If the prosecution is able to secure any convictions throughout the course of the trials, they would set a legal precedent upon which the US government could suppress future political dissent.

This is not the first time the prosecution has made such a maneuver in the aftermath of a defeat. The first trial in the government frame-up ended in December of last year with the jury acquitting all six defendants. Not long after, the prosecution moved to drop charges for an additional 129 defendants in the hope of narrowing its pool of defendants to secure convictions. “In so doing, the court, the government, and the [remaining] defendants can proceed more expeditiously with their trials,” lead prosecutor Jennifer Kerkhoff explained in the motion to dismiss charges.

The continued attempts by the prosecution to smear protestors as violent conspirators hinges on the concept of “collective punishment.” This stands in direct violation of the First Amendment of the US Constitution, which prohibits “abridging the freedom of speech, or of the press; or the right of the people peaceably to assemble, and to petition the Government for a redress of grievances.”

The government’s case is also in violation of international law. The practice of collective punishment is characterized as a war crime under the 1949 Geneva Conventions.

Throughout the trial, the prosecution has relied heavily not only on far-right organizations like Project Veritas, but on the more fascistic elements within the police itself. A Washington, D.C. police officer and key witness for the prosecution, William Chatman, recently appeared at proceedings within the D.C. Superior Court wearing a pro-police brutality T-shirt. The shirt, which featured images of a police baton and handcuffs, read, “Police Brutality... or doing what their parents should have!” Chatman had provided prior testimony which the prosecution used in an attempt to paint the protests as a riot.

The police responded to the J20 demonstration with indiscriminate violence and the mass “kettling” of protesters, eventually arresting 230 people.
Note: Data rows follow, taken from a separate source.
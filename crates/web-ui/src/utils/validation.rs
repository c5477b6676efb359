//! Form input validation
//!
//! Everything here runs before a request is built, so a rejected value never
//! reaches the backend.

use crate::models::{UiError, UiResult};
use chrono::NaiveDate;
use regex::Regex;
use std::sync::OnceLock;

/// Grid sizes the editor accepts, in pixels
pub const GRID_SIZE_RANGE: std::ops::RangeInclusive<i32> = 5..=50;
pub const DEFAULT_GRID_SIZE: i32 = 20;

fn email_regex() -> &'static Regex {
    static EMAIL: OnceLock<Regex> = OnceLock::new();
    EMAIL.get_or_init(|| {
        Regex::new(r"^[^\s@]+@[^\s@]+\.[^\s@]+$").expect("email pattern is valid")
    })
}

pub fn validate_email(email: &str) -> UiResult<()> {
    let email = email.trim();
    if email.is_empty() {
        return Err(UiError::validation_field("email", "Email is required"));
    }
    if !email_regex().is_match(email) {
        return Err(UiError::validation_field("email", "Enter a valid email address"));
    }
    Ok(())
}

pub fn validate_password(password: &str) -> UiResult<()> {
    if password.is_empty() {
        return Err(UiError::validation_field("password", "Password is required"));
    }
    Ok(())
}

/// Column count typed into the auto-arrange prompt
pub fn parse_columns(input: &str) -> UiResult<u32> {
    let value: i64 = input
        .trim()
        .parse()
        .map_err(|_| UiError::validation_field("columns", "Enter a whole number of columns"))?;
    if value < 1 {
        return Err(UiError::validation_field("columns", "Columns must be at least 1"));
    }
    u32::try_from(value)
        .map_err(|_| UiError::validation_field("columns", "Too many columns"))
}

/// Grid size field: clamped to the allowed range, unparsable input falls back to the default
pub fn parse_grid_size(input: &str) -> i32 {
    match input.trim().parse::<i32>() {
        Ok(value) if value != 0 => {
            value.clamp(*GRID_SIZE_RANGE.start(), *GRID_SIZE_RANGE.end())
        }
        _ => DEFAULT_GRID_SIZE,
    }
}

/// Check-in/check-out pair as `YYYY-MM-DD`; check-out must come after check-in
pub fn validate_stay(check_in: &str, check_out: &str) -> UiResult<()> {
    let parse = |field: &str, value: &str| {
        NaiveDate::parse_from_str(value.trim(), "%Y-%m-%d")
            .map_err(|_| UiError::validation_field(field, "Use the YYYY-MM-DD format"))
    };
    let arrive = parse("check_in", check_in)?;
    let leave = parse("check_out", check_out)?;
    if leave <= arrive {
        return Err(UiError::validation_field("check_out", "Check-out must be after check-in"));
    }
    Ok(())
}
Officers fired on the crowd with chemical agents, pepper spray, rubber bullets and crowd control grenades.

D.C. police have attempted to justify the crackdown by citing several windows that were broken at five different corporate storefronts, a relatively common occurrence during mass demonstrations. Hours after the arrests took place, a limousine was set on fire, an unrelated act which the prosecution has attempted to pin on defendants.

An American Civil Liberties Union lawsuit, currently underway against the D.C. police, alleges that officers knocked a 10-year-old boy to the ground and pepper-sprayed his mother. Overall, police deployed weapons on at least 191 occasions in the course of the day. Police fired 74 sting ball grenades, a type of “non-lethal” explosive that ejects rubber balls in a radius surrounding the point of impact. Protesters also claim police sexually assaulted detainees.